Three hundred military police with nightsticks guarded the perimeter of the site. The Indians in brightly embroidered blouses and beribboned hats--who had camped in the security zone, holding up the talks since Thursday--had left. Marcos never appeared.

“Everyone is asking, ‘Where is Marcos?’ ” Commander Tacho, one of the eight rebel delegates, said during a news conference Friday night. “Well, Marcos is where the Indigenous Revolutionary Clandestine Committee (the rebel commanding body) has told him to be.”

Advertisement

Marcos has been identified by the government as the son of a middle-class furniture store owner in northern Mexico, not one of the indigenous peoples the rebels represent. His absence was a clear effort by Zapatista National Liberation Army leaders to refute President Ernesto Zedillo’s charges that their movement “is neither Chiapanecan nor indigenous.”

But it was also an indication that the talks will take place without the overshadowing personalities who dominated negotiations that produced a failed peace agreement last year.

Not only is Marcos gone, but the government negotiating team is composed of low-profile bureaucrats--a sharp contrast to last year’s flashy peace commissioner, Manuel Camacho Solis, who had been considered a strong contender for the ruling party presidential nomination.

In the final days of his administration, former President Carlos Salinas de Gortari said privately that his two biggest mistakes were “M & M, Manuel and Marcos.”

The peace agreement they produced, with the mediation of Samuel Ruiz, the controversial bishop of San Cristobal de las Casas, was rejected by grass-roots Zapatistas.

Ruiz is part of an eight-member mediating commission in the current talks, but his profile is lower. He rarely speaks publicly on the commission’s behalf.

Advertisement

Even the setting is far less dramatic: a temporary building constructed in two days over a basketball court, compared to the majestic colonial cathedral of San Cristobal de las Casas.

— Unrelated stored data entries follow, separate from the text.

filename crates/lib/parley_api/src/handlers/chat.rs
// @zen-component: CHAT-ChatEndpoint
//
//! Chat request handler.

use axum::Json;
use axum::extract::State;
use axum::extract::rejection::JsonRejection;

use crate::AppState;
use crate::error::AppResult;
use crate::models::{ChatRequest, ChatResponse};

/// `POST /api/chat` — run one chat turn and return the reply.
///
/// The turn runs inside this handler's future; if the client goes away and
/// the future is dropped, the conversation is not advanced.
pub async fn chat_handler(
    State(state): State<AppState>,
    body: Result<Json<ChatRequest>, JsonRejection>,
) -> AppResult<Json<ChatResponse>> {
    let Json(body) = body?;
    let reply = state
        .chat
        .chat(body.prompt.as_deref(), body.conversation_id.as_deref())
        .await?;
    Ok(Json(ChatResponse {
        message: reply.message,
    }))
}
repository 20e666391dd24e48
//! # parley_core
//!
//! Core domain logic for Parley: the conversation store, completion
//! providers and the chat turn service.

pub mod chat;
pub mod completion;
pub mod conversation;

/// Returns the crate version.
pub fn version() -> &'static str {
    env!("CARGO_PKG_VERSION")
}

#[cfg(test)]
mod tests {
    use super::*;

    #[test]
    fn version_is_not_empty() {
        assert!(!version().is_empty());
    }
}
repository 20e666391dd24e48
//! Request handlers.

pub mod chat;
pub mod health;
// @zen-component: CHAT-RequestValidation
//
//! Chat request validation.
//!
//! Produces one [`FieldViolation`] per violated constraint so clients can
//! show field-specific messages.

use serde::Serialize;
use thiserror::Error;

use crate::conversation::ConversationId;

/// Maximum prompt length in characters, measured after trimming.
pub const MAX_PROMPT_CHARS: usize = 1000;

pub const PROMPT_FIELD: &str = "prompt";
pub const CONVERSATION_ID_FIELD: &str = "conversationId";

/// Kind of constraint a field violated.
#[derive(Debug, Clone, Copy, PartialEq, Eq, Serialize)]
#[serde(rename_all = "snake_case")]
pub enum ViolationCode {
    /// Field absent, or empty after trimming.
    Missing,
    /// Prompt longer than [`MAX_PROMPT_CHARS`].
    TooLong,
    /// Conversation id is not a hyphenated UUID.
    InvalidUuid,
    /// Body could not be read as a chat request at all.
    InvalidBody,
}

/// One violated constraint.
#[derive(Debug, Clone, PartialEq, Eq, Serialize)]
pub struct FieldViolation {
    pub code: ViolationCode,
    /// Path to the offending field; empty for whole-body problems.
    pub path: Vec<String>,
    pub message: String,
}

impl FieldViolation {
    pub fn new(code: ViolationCode, field: &str, message: impl Into<String>) -> Self {
        Self {
            code,
            path: vec![field.to_string()],
            message: message.into(),
        }
    }

    /// Violation for a body that is not valid JSON or has wrongly typed fields.
    pub fn invalid_body(message: impl Into<String>) -> Self {
        Self {
            code: ViolationCode::InvalidBody,
            path: Vec::new(),
            message: message.into(),
        }
    }
}

/// All violations found in one request. Never empty.
#[derive(Debug, Clone, PartialEq, Eq, Error)]
#[error("invalid chat request: {}", describe(.0))]
pub struct ValidationErrors(pub Vec<FieldViolation>);

impl ValidationErrors {
    pub fn violations(&self) -> &[FieldViolation] {
        &self.0
    }

    pub fn into_violations(self) -> Vec<FieldViolation> {
        self.0
    }
}

impl From<FieldViolation> for ValidationErrors {
    fn from(violation: FieldViolation) -> Self {
        Self(vec![violation])
    }
}

fn describe(violations: &[FieldViolation]) -> String {
    violations
        .iter()
        .map(|v| {
            if v.path.is_empty() {
                v.message.clone()
            } else {
                format!("{}: {}", v.path.join("."), v.message)
            }
        })
        .collect::<Vec<_>>()
        .join("; ")
}

/// A validated chat turn.
#[derive(Debug, Clone, PartialEq, Eq)]
pub struct ChatTurnRequest {
    /// Trimmed prompt, 1..=[`MAX_PROMPT_CHARS`] characters.
    pub prompt: String,
    pub conversation_id: ConversationId,
}

impl ChatTurnRequest {
    /// Validate raw request fields, reporting every violation at once.
    pub fn parse(
        prompt: Option<&str>,
        conversation_id: Option<&str>,
    ) -> Result<Self, ValidationErrors> {
        let mut violations = Vec::new();

        let prompt = match prompt.map(str::trim) {
            None | Some("") => {
                violations.push(FieldViolation::new(
                    ViolationCode::Missing,
                    PROMPT_FIELD,
                    "Prompt is required",
                ));
                None
            }
            Some(p) if p.chars().count() > MAX_PROMPT_CHARS => {
                violations.push(FieldViolation::new(
                    ViolationCode::TooLong,
                    PROMPT_FIELD,
                    format!("Prompt is too long (max {MAX_PROMPT_CHARS} characters)"),
                ));
                None
            }
            Some(p) => Some(p.to_string()),
        };

        // Blank counts as missing; anything else is parsed untrimmed.
        let conversation_id = match conversation_id.filter(|raw| !raw.trim().is_empty()) {
            None => {
                violations.push(FieldViolation::new(
                    ViolationCode::Missing,
                    CONVERSATION_ID_FIELD,
                    "Conversation id is required",
                ));
                None
            }
            Some(raw) => match raw.parse::<ConversationId>() {
                Ok(id) => Some(id),
                Err(_) => {
                    violations.push(FieldViolation::new(
                        ViolationCode::InvalidUuid,
                        CONVERSATION_ID_FIELD,
                        "Invalid UUID",
                    ));
                    None
                }
            },
        };

        match (prompt, conversation_id) {
            (Some(prompt), Some(conversation_id)) => Ok(Self {
                prompt,
                conversation_id,
            }),
            _ => Err(ValidationErrors(violations)),
        }
    }
}
//! Application error types.

use axum::{
    Json,
    extract::rejection::JsonRejection,
    http::StatusCode,
    response::{IntoResponse, Response},
};
use parley_core::chat::{ChatError, FieldViolation, ValidationErrors};
use parley_core::completion::CompletionError;
use thiserror::Error;
use tracing::error;

use crate::models::{ErrorResponse, ValidationErrorResponse};

/// Message returned for every failure that is not the client's fault.
pub const INTERNAL_ERROR_MESSAGE: &str = "Failed to process chat request";

/// Convenience alias for handler return types.
pub type AppResult<T> = Result<T, AppError>;

/// Application-level errors with HTTP status mapping.
#[derive(Debug, Error)]
pub enum AppError {
    #[error("Validation error: {0}")]
    Validation(#[from] ValidationErrors),

    #[error("Completion failed: {0}")]
    Completion(#[from] CompletionError),
}

impl IntoResponse for AppError {
    fn into_response(self) -> Response {
        match self {
            AppError::Validation(errors) => (
                StatusCode::BAD_REQUEST,
                Json(ValidationErrorResponse {
                    error: errors.into_violations(),
                }),
            )
                .into_response(),
            // Provider details stay in the log.
            AppError::Completion(e) => {
                error!(error = %e, "chat request failed");
                (
                    StatusCode::INTERNAL_SERVER_ERROR,
                    Json(ErrorResponse {
                        error: INTERNAL_ERROR_MESSAGE.to_string(),
                    }),
                )
                    .into_response()
            }
        }
    }
}

impl From<ChatError> for AppError {
    fn from(e: ChatError) -> Self {
        match e {
            ChatError::Validation(errors) => AppError::Validation(errors),
            ChatError::Provider(e) => AppError::Completion(e),
        }
    }
}

impl From<JsonRejection> for AppError {
    fn from(rejection: JsonRejection) -> Self {
        AppError::Validation(FieldViolation::invalid_body(rejection.body_text()).into())
    }
}

#[cfg(test)]
mod tests {
    use super::*;
    use parley_core::chat::ViolationCode;

    #[test]
    fn validation_maps_to_bad_request() {
        let err = AppError::from(ValidationErrors(vec![FieldViolation::new(
            ViolationCode::Missing,
            "prompt",
            "Prompt is required",
        )]));
        assert_eq!(err.into_response().status(), StatusCode::BAD_REQUEST);
    }

    #[test]
    fn completion_maps_to_internal_error() {
        let err = AppError::from(ChatError::Provider(CompletionError::Transport(
            "connection reset".into(),
        )));
        assert_eq!(err.into_response().status(), StatusCode::INTERNAL_SERVER_ERROR);
    }
}
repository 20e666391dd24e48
// @zen-component: CHAT-ChatService
//
//! Chat turns: validate, resume the conversation from its last token, ask
//! the provider, then record the new token.
//!
//! The conversation is locked for the whole turn, so concurrent turns on the
//! same conversation run one after another and each one resumes from the
//! token left by the turn before it. The store is written only after the
//! provider has produced a reply that is about to be returned; a failed,
//! timed out or cancelled turn leaves it untouched.

pub mod validation;

use std::sync::Arc;
use std::time::{Duration, Instant};

use thiserror::Error;
use tracing::{debug, info, warn};

use crate::completion::{CompletionError, CompletionProvider};
use crate::conversation::ConversationStore;

pub use validation::{
    ChatTurnRequest, FieldViolation, MAX_PROMPT_CHARS, ValidationErrors, ViolationCode,
};

/// Default bound on a single provider call (60 seconds).
pub const DEFAULT_COMPLETION_TIMEOUT: Duration = Duration::from_secs(60);

/// Chat turn errors.
#[derive(Debug, Error)]
pub enum ChatError {
    #[error(transparent)]
    Validation(#[from] ValidationErrors),

    #[error("Completion failed: {0}")]
    Provider(#[from] CompletionError),
}

/// Reply for one chat turn.
#[derive(Debug, Clone, PartialEq, Eq)]
pub struct ChatReply {
    pub message: String,
}

/// Orchestrates chat turns against a store and a provider.
pub struct ChatService {
    store: Arc<ConversationStore>,
    provider: Arc<dyn CompletionProvider>,
    completion_timeout: Duration,
}

impl ChatService {
    pub fn new(store: Arc<ConversationStore>, provider: Arc<dyn CompletionProvider>) -> Self {
        Self {
            store,
            provider,
            completion_timeout: DEFAULT_COMPLETION_TIMEOUT,
        }
    }

    pub fn with_completion_timeout(mut self, timeout: Duration) -> Self {
        self.completion_timeout = timeout;
        self
    }

    pub fn store(&self) -> &Arc<ConversationStore> {
        &self.store
    }

    pub fn provider_name(&self) -> &str {
        self.provider.name()
    }

    /// Validate raw request fields and run the turn.
    ///
    /// Invalid input is rejected before the store or provider is touched.
    pub async fn chat(
        &self,
        prompt: Option<&str>,
        conversation_id: Option<&str>,
    ) -> Result<ChatReply, ChatError> {
        let request = ChatTurnRequest::parse(prompt, conversation_id)?;
        Ok(self.send_message(request).await?)
    }

    /// Run one validated chat turn.
    pub async fn send_message(
        &self,
        request: ChatTurnRequest,
    ) -> Result<ChatReply, CompletionError> {
        let conversation_id = request.conversation_id;
        let turn = self.store.begin_turn(conversation_id).await;
        let previous = turn.previous();

        debug!(
            %conversation_id,
            resumes = previous.is_some(),
            provider = self.provider.name(),
            "starting chat turn"
        );

        let started = Instant::now();
        let completion = match tokio::time::timeout(
            self.completion_timeout,
            self.provider.complete(&request.prompt, previous.as_ref()),
        )
        .await
        {
            Ok(Ok(completion)) => completion,
            Ok(Err(e)) => {
                warn!(%conversation_id, error = %e, "completion failed, conversation unchanged");
                return Err(e);
            }
            Err(_) => {
                warn!(
                    %conversation_id,
                    timeout_ms = self.completion_timeout.as_millis() as u64,
                    "completion timed out, conversation unchanged"
                );
                return Err(CompletionError::Timeout(self.completion_timeout));
            }
        };

        turn.commit(completion.continuation);
        info!(
            %conversation_id,
            elapsed_ms = started.elapsed().as_millis() as u64,
            "chat turn completed"
        );

        Ok(ChatReply {
            message: completion.text,
        })
    }
}
//! Domain models for selections, edits, and file references.

use std::ops::Range;
use std::path::PathBuf;

use crate::domain::host::{Application, Document};

/// Byte range of a selection within a document.
#[derive(Debug, Clone, Copy, PartialEq, Eq, Default)]
pub struct SelectionRange {
    pub start: usize,
    pub end: usize,
}

impl SelectionRange {
    pub fn new(start: usize, end: usize) -> Self {
        Self {
            start: start.min(end),
            end: start.max(end),
        }
    }

    pub fn len(&self) -> usize {
        self.end - self.start
    }

    pub fn is_empty(&self) -> bool {
        self.start == self.end
    }

    pub fn as_range(&self) -> Range<usize> {
        self.start..self.end
    }
}

impl From<Range<usize>> for SelectionRange {
    fn from(value: Range<usize>) -> Self {
        Self::new(value.start, value.end)
    }
}

/// A fully computed document mutation.
///
/// Macros build the complete replacement text before touching the document, so an edit is
/// either applied whole or not at all.
#[derive(Debug, Clone, PartialEq, Eq)]
pub enum Edit {
    /// Replace the current selection and then select `selection`.
    ReplaceSelection {
        text: String,
        selection: SelectionRange,
    },
    /// Replace the entire document text.
    ReplaceAll { text: String },
}

impl Edit {
    /// Replacement of the selection starting at `start`, reselecting the inserted text.
    pub fn replace_selection(start: usize, text: String) -> Self {
        let selection = SelectionRange::new(start, start + text.len());
        Edit::ReplaceSelection { text, selection }
    }

    pub fn text(&self) -> &str {
        match self {
            Edit::ReplaceSelection { text, .. } | Edit::ReplaceAll { text } => text,
        }
    }

    pub fn apply(&self, doc: &mut dyn Document) {
        match self {
            Edit::ReplaceSelection { text, selection } => {
                doc.replace_selection(text);
                doc.set_selection_start(selection.start);
                doc.set_selection_end(selection.end);
            }
            Edit::ReplaceAll { text } => doc.set_full_text(text),
        }
    }
}

/// Classification of a selected string naming something to open.
#[derive(Debug, Clone, PartialEq, Eq)]
pub enum FileReference {
    Url(String),
    AbsolutePath(PathBuf),
    RelativePath(PathBuf),
}

/// Host action chosen for a resolved [`FileReference`].
#[derive(Debug, Clone, PartialEq, Eq)]
pub enum Dispatch {
    /// Hand the URL to the external browser.
    Browse(String),
    /// Open an existing regular file as a new editor document.
    OpenFile(PathBuf),
    /// Point the file chooser at a directory and show the open dialog.
    ChooseFrom(PathBuf),
}

impl Dispatch {
    pub fn perform(&self, app: &mut dyn Application) -> anyhow::Result<()> {
        match self {
            Dispatch::Browse(url) => app.launch_external_browser(url),
            Dispatch::OpenFile(path) => app.open_file_in_editor(path),
            Dispatch::ChooseFrom(dir) => {
                app.set_file_chooser_directory(dir)?;
                app.invoke_open_file_action()
            }
        }
    }
}

#[cfg(test)]
mod tests {
    use super::*;

    use crate::infra::buffer::FileBuffer;
    use crate::infra::host::{HeadlessApp, HostAction};

    #[test]
    fn selection_range_normalizes_order() {
        let range = SelectionRange::new(9, 4);
        assert_eq!(range.as_range(), 4..9);
        assert_eq!(range.len(), 5);
    }

    #[test]
    fn replace_selection_edit_reselects_inserted_text() {
        let mut buffer = FileBuffer::from_text("say <hi> now")
            .with_selection(4..8)
            .unwrap();
        let edit = Edit::replace_selection(4, "&lt;hi&gt;".to_owned());
        edit.apply(&mut buffer);

        assert_eq!(buffer.text(), "say &lt;hi&gt; now");
        assert_eq!(buffer.selected_text().as_deref(), Some("&lt;hi&gt;"));
    }

    #[test]
    fn choose_from_sets_directory_then_opens_dialog() {
        let mut app = HeadlessApp::new();
        Dispatch::ChooseFrom(PathBuf::from("/srv/data"))
            .perform(&mut app)
            .unwrap();
        assert_eq!(
            app.actions(),
            &[
                HostAction::ChooseDirectory(PathBuf::from("/srv/data")),
                HostAction::InvokeOpenAction,
            ]
        );
    }
}
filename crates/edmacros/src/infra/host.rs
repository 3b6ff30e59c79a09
//! Headless [`Application`] that records host actions instead of driving a UI.

use std::path::{Path, PathBuf};

use anyhow::Result;
use serde::Serialize;

use crate::domain::host::Application;
use crate::infra::browser;

/// A host action requested by a macro.
#[derive(Debug, Clone, PartialEq, Eq, Serialize)]
#[serde(tag = "action", content = "target", rename_all = "kebab-case")]
pub enum HostAction {
    OpenFile(PathBuf),
    ChooseDirectory(PathBuf),
    InvokeOpenAction,
    Browse(String),
}

impl std::fmt::Display for HostAction {
    fn fmt(&self, f: &mut std::fmt::Formatter<'_>) -> std::fmt::Result {
        match self {
            HostAction::OpenFile(path) => write!(f, "open {}", path.display()),
            HostAction::ChooseDirectory(dir) => write!(f, "choose-directory {}", dir.display()),
            HostAction::InvokeOpenAction => f.write_str("invoke-open-action"),
            HostAction::Browse(url) => write!(f, "browse {url}"),
        }
    }
}

#[derive(Debug, Default)]
pub struct HeadlessApp {
    actions: Vec<HostAction>,
    dialogs: Vec<String>,
    launch_browser: bool,
}

impl HeadlessApp {
    pub fn new() -> Self {
        Self::default()
    }

    /// Also hand URLs to the system browser instead of only recording them.
    pub fn with_browser_launch(mut self, enabled: bool) -> Self {
        self.launch_browser = enabled;
        self
    }

    pub fn actions(&self) -> &[HostAction] {
        &self.actions
    }

    /// Messages of every error dialog shown so far.
    pub fn dialogs(&self) -> &[String] {
        &self.dialogs
    }
}

impl Application for HeadlessApp {
    fn show_error_dialog(&mut self, message: &str) {
        tracing::debug!(message, "error dialog");
        self.dialogs.push(message.to_owned());
    }

    fn open_file_in_editor(&mut self, path: &Path) -> Result<()> {
        tracing::info!(path = %path.display(), "open file in editor");
        self.actions.push(HostAction::OpenFile(path.to_path_buf()));
        Ok(())
    }

    fn set_file_chooser_directory(&mut self, dir: &Path) -> Result<()> {
        tracing::info!(dir = %dir.display(), "set file chooser directory");
        self.actions.push(HostAction::ChooseDirectory(dir.to_path_buf()));
        Ok(())
    }

    fn invoke_open_file_action(&mut self) -> Result<()> {
        self.actions.push(HostAction::InvokeOpenAction);
        Ok(())
    }

    fn launch_external_browser(&mut self, url: &str) -> Result<()> {
        if self.launch_browser {
            browser::launch(url)?;
        }
        self.actions.push(HostAction::Browse(url.to_owned()));
        Ok(())
    }
}

#[cfg(test)]
mod tests {
    use super::*;

    #[test]
    fn records_actions_in_order() -> Result<()> {
        let mut app = HeadlessApp::new();
        app.launch_external_browser("https://example.com")?;
        app.open_file_in_editor(Path::new("/tmp/a.txt"))?;
        app.show_error_dialog("boom");

        assert_eq!(
            app.actions(),
            &[
                HostAction::Browse("https://example.com".into()),
                HostAction::OpenFile(PathBuf::from("/tmp/a.txt")),
            ]
        );
        assert_eq!(app.dialogs(), &["boom".to_string()]);
        Ok(())
    }

    #[test]
    fn actions_render_for_display_and_json() {
        let action = HostAction::OpenFile(PathBuf::from("/tmp/a.txt"));
        assert_eq!(action.to_string(), "open /tmp/a.txt");
        let json = serde_json::to_string(&HostAction::InvokeOpenAction).unwrap();
        assert_eq!(json, r#"{"action":"invoke-open-action"}"#);
    }
}
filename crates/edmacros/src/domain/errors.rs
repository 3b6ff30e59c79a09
//! Domain-specific errors.

use std::path::PathBuf;

use thiserror::Error;

/// Failure of a single macro invocation. Every variant leaves the document untouched.
#[derive(Debug, Error)]
pub enum MacroError {
    #[error("{context}:  No selection.\n{hint}")]
    NoSelection {
        context: &'static str,
        hint: &'static str,
    },
    #[error(transparent)]
    Resolution(#[from] ResolutionError),
    #[error("no macro named '{0}'")]
    UnknownMacro(String),
    #[error(transparent)]
    Host(#[from] anyhow::Error),
}

/// A selected file name could not be turned into an existing filesystem entry.
#[derive(Debug, Error, Clone, PartialEq, Eq)]
pub enum ResolutionError {
    #[error("File does not exist:\n{}", path.display())]
    DoesNotExist { path: PathBuf },
    #[error("Cannot resolve '{name}':\nthe document has not been saved, so relative names have no anchor.")]
    Unanchored { name: String },
}

impl MacroError {
    /// True for the errors that stem from the user's selection rather than the host.
    pub fn is_user_error(&self) -> bool {
        matches!(self, MacroError::NoSelection { .. } | MacroError::Resolution(_))
    }
}
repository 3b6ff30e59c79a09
//! Command line front end running macros against files.

use std::io::{self, Write};
use std::ops::Range;
use std::path::{Path, PathBuf};

use anyhow::{Context, Result, anyhow};
use clap::{CommandFactory, Parser, Subcommand};
use clap_complete::Shell;

use crate::app::registry::MacroRegistry;
use crate::app::sort::FinalNewline;
use crate::infra::buffer::FileBuffer;
use crate::infra::config::Config;
use crate::infra::host::HeadlessApp;

const STDIN_PATH: &str = "-";

#[derive(Debug, Parser)]
#[command(name = "edmacros", author, version, about = "Run editor macros against text files", long_about = None)]
pub struct Cli {
    #[command(subcommand)]
    command: Commands,
}

#[derive(Debug, Subcommand)]
enum Commands {
    /// List available macros
    List {
        /// Print the list as JSON
        #[arg(long)]
        json: bool,
    },
    /// Run a macro against a document
    Run(RunArgs),
    /// Generate shell completions
    Completions {
        #[arg(value_enum)]
        shell: Shell,
    },
}

#[derive(Debug, clap::Args)]
struct RunArgs {
    /// Macro id or name, e.g. `sort-lines` or "Sort Lines"
    #[arg(value_name = "MACRO")]
    name: String,
    /// Document to operate on. `-` reads the text of an unsaved buffer from stdin; omitted
    /// means an unsaved, empty buffer
    file: Option<PathBuf>,
    /// Byte range to select before running, as START..END
    #[arg(long, value_parser = parse_selection)]
    selection: Option<Range<usize>>,
    /// Save the result back to FILE instead of printing it
    #[arg(long, requires = "file")]
    write: bool,
    /// Keep duplicate lines when sorting
    #[arg(long, conflicts_with = "remove_duplicates")]
    keep_duplicates: bool,
    /// Remove duplicate lines when sorting
    #[arg(long)]
    remove_duplicates: bool,
    /// How the final newline is treated when sorting
    #[arg(long, value_enum)]
    final_newline: Option<FinalNewline>,
    /// Open URLs in the system browser instead of only reporting them
    #[arg(long)]
    launch_browser: bool,
}

fn parse_selection(value: &str) -> Result<Range<usize>, String> {
    let (start, end) = value
        .split_once("..")
        .ok_or_else(|| format!("expected START..END, got '{value}'"))?;
    let start: usize = start
        .trim()
        .parse()
        .map_err(|err| format!("invalid selection start '{start}': {err}"))?;
    let end: usize = end
        .trim()
        .parse()
        .map_err(|err| format!("invalid selection end '{end}': {err}"))?;
    Ok(start..end)
}

impl Cli {
    pub fn run(self) -> Result<()> {
        match self.command {
            Commands::List { json } => list(json),
            Commands::Run(args) => run_macro(args),
            Commands::Completions { shell } => {
                let mut command = Cli::command();
                clap_complete::generate(shell, &mut command, "edmacros", &mut io::stdout());
                Ok(())
            }
        }
    }
}

fn list(json: bool) -> Result<()> {
    let config = Config::load()?;
    let registry = MacroRegistry::with_builtins(&config);
    let mut stdout = io::stdout().lock();

    if json {
        let infos: Vec<_> = registry.infos().collect();
        serde_json::to_writer_pretty(&mut stdout, &infos).context("failed to write macro list")?;
        writeln!(stdout)?;
        return Ok(());
    }

    for info in registry.infos() {
        let accelerator = info.accelerator.as_deref().unwrap_or("-");
        writeln!(
            stdout,
            "{:<12} {:<16} {:<14} {}",
            info.id, info.name, accelerator, info.description
        )?;
    }
    Ok(())
}

fn run_macro(args: RunArgs) -> Result<()> {
    let mut config = Config::load()?;
    if args.keep_duplicates {
        config.sort.set_remove_duplicates(false);
    } else if args.remove_duplicates {
        config.sort.set_remove_duplicates(true);
    }
    if let Some(policy) = args.final_newline {
        config.sort.set_final_newline(policy);
    }
    let registry = MacroRegistry::with_builtins(&config);

    let mut doc = match args.file.as_deref() {
        Some(path) if path == Path::new(STDIN_PATH) => {
            let text = io::read_to_string(io::stdin())
                .context("failed to read document from stdin")?;
            FileBuffer::from_text(text)
        }
        Some(path) => FileBuffer::open(path)?,
        None => FileBuffer::from_text(String::new()),
    };
    if let Some(range) = args.selection {
        doc = doc.with_selection(range)?;
    }
    let mut app = HeadlessApp::new().with_browser_launch(args.launch_browser);

    let outcome = registry.run(&args.name, &mut doc, &mut app);

    let mut stdout = io::stdout().lock();
    for action in app.actions() {
        writeln!(stdout, "{action}")?;
    }

    if let Err(err) = outcome {
        return Err(anyhow!(err));
    }

    if doc.is_dirty() {
        if args.write {
            doc.save()?;
        } else {
            stdout.write_all(doc.text().as_bytes())?;
        }
    }
    Ok(())
}

#[cfg(test)]
mod tests {
    use super::*;

    #[test]
    fn cli_definition_is_valid() {
        Cli::command().debug_assert();
    }

    #[test]
    fn parses_selection_ranges() {
        assert_eq!(parse_selection("3..10"), Ok(3..10));
        assert_eq!(parse_selection(" 0 .. 4 "), Ok(0..4));
        assert!(parse_selection("3-10").is_err());
        assert!(parse_selection("a..b").is_err());
    }
}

The hope is that what these talks lack in the glamour of well-known personalities and an impressive setting they will make up for in substance, finally resolving the decades of conflicts that drove Indian peasants to take up arms Jan. 1, 1994.

The current series of talks will be much more laborious than last year’s 12-day session. The first round is expected to last three days and produce an accord on ways to diminish tensions, which could mean anything from an extension of a truce to the removal of soldiers from formerly rebel-held zones.

Last year’s talks were mired in suspicions: that Camacho would use them as a platform to launch an independent presidential bid, that Marcos and the Zapatistas were part of this Byzantine political plot, that Ruiz was really a Zapatista leader who was about to be removed from his diocese by the Vatican.

As a presidential candidate, Zedillo accused Camacho of lying about having reached an agreement, thereby destroying what was left of the popular former Mexico City mayor’s political career.

Ruiz, a longtime defender of Indian rights, was told to report to the Vatican, but apparently no action was taken against him. He also was the target of riots by San Cristobal de las Casas conservatives who demanded his removal.

Advertisement

In an apparent effort to keep animosity toward him from prejudicing the current talks, Ruiz has been a relatively quiet member of the mediating commission.

But the most direct effort to subordinate personality in order to focus on issues has come in the case of Marcos. The appearance of the tall, light-skinned military chief among the darker rebels fueled racist-tinged beliefs that Indians would never have risen up on their own.

“Many people say that, before Marcos appeared, we were content in our misery,” said Commander David, coordinator of the rebel negotiators. “Those people lie. We were in the struggle long before that. Many say that we are directed by Bishop Samuel or by priests and nuns. We are capable of organizing ourselves and directing our own destiny.”

The Zapatistas are bent on driving that point home, particularly after the government issued arrest warrants Feb. 9 for half a dozen alleged rebel leaders, none of them Indian.

“From the beginning, we were accused of being foreign,” Tacho said. “Those of us who head this movement are Indians. We are fighting not only against poverty, but for liberty and democracy.

“We do not have college degrees,” he added, “but we know there is injustice in this country.”